*** Records to use

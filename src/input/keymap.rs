//! キーマップ
//!
//! キーシーケンスからウィジェット名へのトライ木。
//! あるシーケンスが完全な割り当てであり、かつより長い割り当ての接頭辞でもある場合を
//! 曖昧（Ambiguous）と呼ぶ。解決処理は割り当てを変更しないため `&self` で完結し、
//! 再割り当ては `&mut` 経由でのみ行われる。

use super::key::{Key, KeySequence};
use crate::error::{KeyMapError, KeyParseError};
use crate::widget::WidgetName;
use std::collections::HashMap;

/// キーマップ名
pub mod names {
    pub const EMACS: &str = "emacs";
    pub const VIINS: &str = "viins";
    pub const VICMD: &str = "vicmd";
    pub const VIOPP: &str = "viopp";
    pub const VISUAL: &str = "visual";
    pub const MENU: &str = "menu";
    pub const SAFE: &str = ".safe";
    /// 編集モードに応じた挿入用キーマップの別名
    pub const MAIN: &str = "main";
}

/// 解決結果
#[derive(Debug, Clone, Copy, PartialEq, Eq)]
pub enum Resolution<'a> {
    /// 完全一致（継続なし）
    Bound(&'a WidgetName),
    /// 完全一致かつより長い割り当ての接頭辞
    Ambiguous(&'a WidgetName),
    /// 接頭辞のみ（続きのキー待ち）
    Prefix,
    /// 一致なし
    Unbound,
}

impl<'a> Resolution<'a> {
    /// 一致したウィジェット
    pub fn widget(&self) -> Option<&'a WidgetName> {
        match *self {
            Resolution::Bound(w) | Resolution::Ambiguous(w) => Some(w),
            _ => None,
        }
    }
}

#[derive(Debug, Clone, Default)]
struct Node {
    binding: Option<WidgetName>,
    children: HashMap<Key, Node>,
}

impl Node {
    fn is_empty(&self) -> bool {
        self.binding.is_none() && self.children.is_empty()
    }

    fn collect(&self, prefix: &mut Vec<Key>, out: &mut Vec<(KeySequence, WidgetName)>) {
        if let Some(widget) = &self.binding {
            out.push((KeySequence::multi(prefix.clone()), widget.clone()));
        }
        for (key, child) in &self.children {
            prefix.push(*key);
            child.collect(prefix, out);
            prefix.pop();
        }
    }

    /// 指定シーケンスの割り当てを外し、空になった部分木を刈り込む
    fn remove(&mut self, keys: &[Key]) -> Option<WidgetName> {
        match keys.split_first() {
            None => self.binding.take(),
            Some((first, rest)) => {
                let child = self.children.get_mut(first)?;
                let removed = child.remove(rest);
                if child.is_empty() {
                    self.children.remove(first);
                }
                removed
            }
        }
    }
}

/// 名前付きキーマップ
#[derive(Debug, Clone)]
pub struct KeyMap {
    name: String,
    root: Node,
    default_widget: Option<WidgetName>,
}

impl KeyMap {
    /// 空のキーマップを作成
    pub fn new(name: impl Into<String>) -> Self {
        Self {
            name: name.into(),
            root: Node::default(),
            default_widget: None,
        }
    }

    /// 未一致の挿入可能キーに使うウィジェットを設定
    pub fn with_default_widget(mut self, widget: WidgetName) -> Self {
        self.default_widget = Some(widget);
        self
    }

    pub fn name(&self) -> &str {
        &self.name
    }

    pub fn default_widget(&self) -> Option<&WidgetName> {
        self.default_widget.as_ref()
    }

    pub fn set_default_widget(&mut self, widget: Option<WidgetName>) {
        self.default_widget = widget;
    }

    /// 単一キーに対する既定ウィジェット（挿入可能な文字のみ対象）
    pub fn default_for(&self, key: &Key) -> Option<&WidgetName> {
        if key.is_insertable_char() {
            self.default_widget.as_ref()
        } else {
            None
        }
    }

    /// シーケンスにウィジェットを割り当てる
    ///
    /// 同じシーケンスの既存割り当ては置き換えるが、より長い割り当ては保持する。
    pub fn bind(&mut self, keys: &[Key], widget: impl Into<WidgetName>) {
        if keys.is_empty() {
            return;
        }
        let mut node = &mut self.root;
        for key in keys {
            node = node.children.entry(*key).or_default();
        }
        node.binding = Some(widget.into());
    }

    /// `"C-x C-u"` 形式の文字列で割り当てる
    pub fn bind_str(&mut self, keys: &str, widget: impl Into<WidgetName>) -> Result<(), KeyParseError> {
        let seq = KeySequence::parse(keys)?;
        self.bind(seq.as_slice(), widget);
        Ok(())
    }

    /// 割り当てを外す
    pub fn unbind(&mut self, keys: &[Key]) -> Option<WidgetName> {
        if keys.is_empty() {
            return None;
        }
        self.root.remove(keys)
    }

    /// 入力済みシーケンスを解決する
    pub fn resolve(&self, keys: &[Key]) -> Resolution<'_> {
        let mut node = &self.root;
        for key in keys {
            match node.children.get(key) {
                Some(child) => node = child,
                None => return Resolution::Unbound,
            }
        }

        match (&node.binding, node.children.is_empty()) {
            (Some(widget), true) => Resolution::Bound(widget),
            (Some(widget), false) => Resolution::Ambiguous(widget),
            (None, false) => Resolution::Prefix,
            (None, true) => Resolution::Unbound,
        }
    }

    /// 完全一致する割り当てのみ取得
    pub fn lookup(&self, keys: &[Key]) -> Option<&WidgetName> {
        self.resolve(keys).widget()
    }

    /// 全割り当てをシーケンス表記順で列挙
    pub fn bindings(&self) -> Vec<(KeySequence, WidgetName)> {
        let mut out = Vec::new();
        self.root.collect(&mut Vec::new(), &mut out);
        out.sort_by(|a, b| a.0.keys.cmp(&b.0.keys));
        out
    }

    /// ウィジェットに割り当てられたシーケンス一覧
    pub fn keys_for(&self, widget: &WidgetName) -> Vec<KeySequence> {
        self.bindings()
            .into_iter()
            .filter(|(_, w)| w == widget)
            .map(|(seq, _)| seq)
            .collect()
    }
}

/// セッションが持つキーマップ集合
#[derive(Debug, Clone, Default)]
pub struct KeyMaps {
    maps: HashMap<String, KeyMap>,
    main: Option<String>,
}

impl KeyMaps {
    pub fn new() -> Self {
        Self::default()
    }

    /// キーマップを登録（同名は置き換え）
    pub fn insert(&mut self, map: KeyMap) {
        self.maps.insert(map.name().to_string(), map);
    }

    /// `main` 別名の参照先を設定
    pub fn set_main(&mut self, name: impl Into<String>) {
        self.main = Some(name.into());
    }

    fn canonical<'a>(&'a self, name: &'a str) -> &'a str {
        if name == names::MAIN {
            self.main.as_deref().unwrap_or(names::EMACS)
        } else {
            name
        }
    }

    pub fn get(&self, name: &str) -> Option<&KeyMap> {
        self.maps.get(self.canonical(name))
    }

    pub fn get_mut(&mut self, name: &str) -> Option<&mut KeyMap> {
        let name = self.canonical(name).to_string();
        self.maps.get_mut(&name)
    }

    /// 名前で取得し、存在しなければ `.safe` を返す
    pub fn get_or_safe(&self, name: &str) -> Option<&KeyMap> {
        self.get(name).or_else(|| self.maps.get(names::SAFE))
    }

    pub fn contains(&self, name: &str) -> bool {
        self.maps.contains_key(self.canonical(name))
    }

    /// 登録済みキーマップ名（ソート済み）
    pub fn names(&self) -> Vec<&str> {
        let mut names: Vec<&str> = self.maps.keys().map(String::as_str).collect();
        names.sort_unstable();
        names
    }

    /// 名前付きキーマップへ割り当て
    pub fn bind(&mut self, map: &str, keys: &[Key], widget: impl Into<WidgetName>) -> Result<(), KeyMapError> {
        let target = self
            .get_mut(map)
            .ok_or_else(|| KeyMapError::UnknownKeyMap(map.to_string()))?;
        target.bind(keys, widget);
        Ok(())
    }

    /// 名前付きキーマップへ文字列表記で割り当て
    pub fn bind_str(&mut self, map: &str, keys: &str, widget: impl Into<WidgetName>) -> Result<(), KeyMapError> {
        let seq = KeySequence::parse(keys)?;
        self.bind(map, seq.as_slice(), widget)
    }

    /// 名前付きキーマップから割り当てを外す
    pub fn unbind(&mut self, map: &str, keys: &[Key]) -> Result<Option<WidgetName>, KeyMapError> {
        let target = self
            .get_mut(map)
            .ok_or_else(|| KeyMapError::UnknownKeyMap(map.to_string()))?;
        Ok(target.unbind(keys))
    }
}

/// オーバーレイを上から順に試し、最後に基底キーマップで解決する
///
/// 上位のキーマップが `Unbound` を返した場合のみ次のキーマップへ進む。
/// オーバーレイで明示的に `undefined-key` を割り当てたキーは通常の割り当てとして扱われ、
/// 下位へは漏れない。
pub fn resolve_layered<'a>(maps: &[&'a KeyMap], keys: &[Key]) -> Resolution<'a> {
    for map in maps {
        match map.resolve(keys) {
            Resolution::Unbound => continue,
            found => return found,
        }
    }
    Resolution::Unbound
}

#[cfg(test)]
mod tests {
    use super::*;

    fn keys(s: &str) -> Vec<Key> {
        KeySequence::parse(s).unwrap().keys
    }

    #[test]
    fn test_resolve_bound_prefix_unbound() {
        let mut map = KeyMap::new("test");
        map.bind(&keys("C-x C-u"), "undo");
        map.bind(&keys("C-a"), "beginning-of-line");

        assert_eq!(map.resolve(&keys("C-a")), Resolution::Bound(&WidgetName::from("beginning-of-line")));
        assert_eq!(map.resolve(&keys("C-x")), Resolution::Prefix);
        assert_eq!(map.resolve(&keys("C-x C-u")).widget().map(WidgetName::as_str), Some("undo"));
        assert_eq!(map.resolve(&keys("C-x C-y")), Resolution::Unbound);
        assert_eq!(map.resolve(&keys("C-b")), Resolution::Unbound);
    }

    #[test]
    fn test_ambiguous_independent_of_bind_order() {
        let mut first = KeyMap::new("a");
        first.bind(&keys("a"), "w1");
        first.bind(&keys("a b"), "w2");

        let mut second = KeyMap::new("b");
        second.bind(&keys("a b"), "w2");
        second.bind(&keys("a"), "w1");

        for map in [&first, &second] {
            assert_eq!(map.resolve(&keys("a")), Resolution::Ambiguous(&WidgetName::from("w1")));
            assert_eq!(map.resolve(&keys("a b")), Resolution::Bound(&WidgetName::from("w2")));
        }
    }

    #[test]
    fn test_rebind_replaces_only_exact_sequence() {
        let mut map = KeyMap::new("test");
        map.bind(&keys("a"), "w1");
        map.bind(&keys("a b"), "w2");
        map.bind(&keys("a"), "w3");
        assert_eq!(map.lookup(&keys("a")).map(WidgetName::as_str), Some("w3"));
        assert_eq!(map.lookup(&keys("a b")).map(WidgetName::as_str), Some("w2"));
    }

    #[test]
    fn test_unbind_prunes_empty_nodes() {
        let mut map = KeyMap::new("test");
        map.bind(&keys("C-x C-u"), "undo");
        assert_eq!(map.unbind(&keys("C-x C-u")).map(|w| w.to_string()), Some("undo".to_string()));
        assert_eq!(map.resolve(&keys("C-x")), Resolution::Unbound);
        assert!(map.unbind(&keys("C-x")).is_none());
    }

    #[test]
    fn test_layered_overlay_fallback() {
        let mut base = KeyMap::new("base");
        base.bind(&keys("x"), "base-x");
        let mut overlay = KeyMap::new("overlay");
        overlay.bind(&keys("v"), "overlay-v");

        let layers = [&overlay, &base];
        assert_eq!(resolve_layered(&layers, &keys("v")).widget().map(WidgetName::as_str), Some("overlay-v"));
        assert_eq!(resolve_layered(&layers, &keys("x")).widget().map(WidgetName::as_str), Some("base-x"));
        assert_eq!(resolve_layered(&layers, &keys("y")), Resolution::Unbound);
    }

    #[test]
    fn test_explicit_undefined_key_masks_base() {
        let mut base = KeyMap::new("base");
        base.bind(&keys("x"), "base-x");
        let mut overlay = KeyMap::new("overlay");
        overlay.bind(&keys("x"), "undefined-key");

        let layers = [&overlay, &base];
        assert_eq!(
            resolve_layered(&layers, &keys("x")).widget().map(WidgetName::as_str),
            Some("undefined-key")
        );
    }

    #[test]
    fn test_default_widget_only_for_insertable() {
        let map = KeyMap::new("test").with_default_widget(WidgetName::from("self-insert"));
        assert!(map.default_for(&Key::char('q')).is_some());
        assert!(map.default_for(&Key::ctrl('q')).is_none());
    }

    #[test]
    fn test_keymaps_main_alias_and_safe() {
        let mut maps = KeyMaps::new();
        maps.insert(KeyMap::new(names::EMACS));
        maps.insert(KeyMap::new(names::VIINS));
        maps.insert(KeyMap::new(names::SAFE));

        assert_eq!(maps.get(names::MAIN).map(KeyMap::name), Some(names::EMACS));
        maps.set_main(names::VIINS);
        assert_eq!(maps.get(names::MAIN).map(KeyMap::name), Some(names::VIINS));
        assert_eq!(maps.get_or_safe("missing").map(KeyMap::name), Some(names::SAFE));
        assert!(matches!(
            maps.bind_str("missing", "a", "beep"),
            Err(KeyMapError::UnknownKeyMap(_))
        ));
    }

    #[test]
    fn test_bindings_listing() {
        let mut map = KeyMap::new("test");
        map.bind(&keys("b"), "w2");
        map.bind(&keys("a"), "w1");
        let listed: Vec<String> = map.bindings().into_iter().map(|(k, w)| format!("{}={}", k, w)).collect();
        assert_eq!(listed, vec!["a=w1", "b=w2"]);
        assert_eq!(map.keys_for(&WidgetName::from("w2")).len(), 1);
    }
}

******

Start at the first line of the entries above. Set down each line exactly through the one with "pub const SAFE: &str", and stop there.

### Exercise output
filename src/input/keymap.rs
//! キーマップ
//!
//! キーシーケンスからウィジェット名へのトライ木。
//! あるシーケンスが完全な割り当てであり、かつより長い割り当ての接頭辞でもある場合を
//! 曖昧（Ambiguous）と呼ぶ。解決処理は割り当てを変更しないため `&self` で完結し、
//! 再割り当ては `&mut` 経由でのみ行われる。

use super::key::{Key, KeySequence};
use crate::error::{KeyMapError, KeyParseError};
use crate::widget::WidgetName;
use std::collections::HashMap;

/// キーマップ名
pub mod names {
    pub const EMACS: &str = "emacs";
    pub const VIINS: &str = "viins";
    pub const VICMD: &str = "vicmd";
    pub const VIOPP: &str = "viopp";
    pub const VISUAL: &str = "visual";
    pub const MENU: &str = "menu";
    pub const SAFE: &str = ".safe";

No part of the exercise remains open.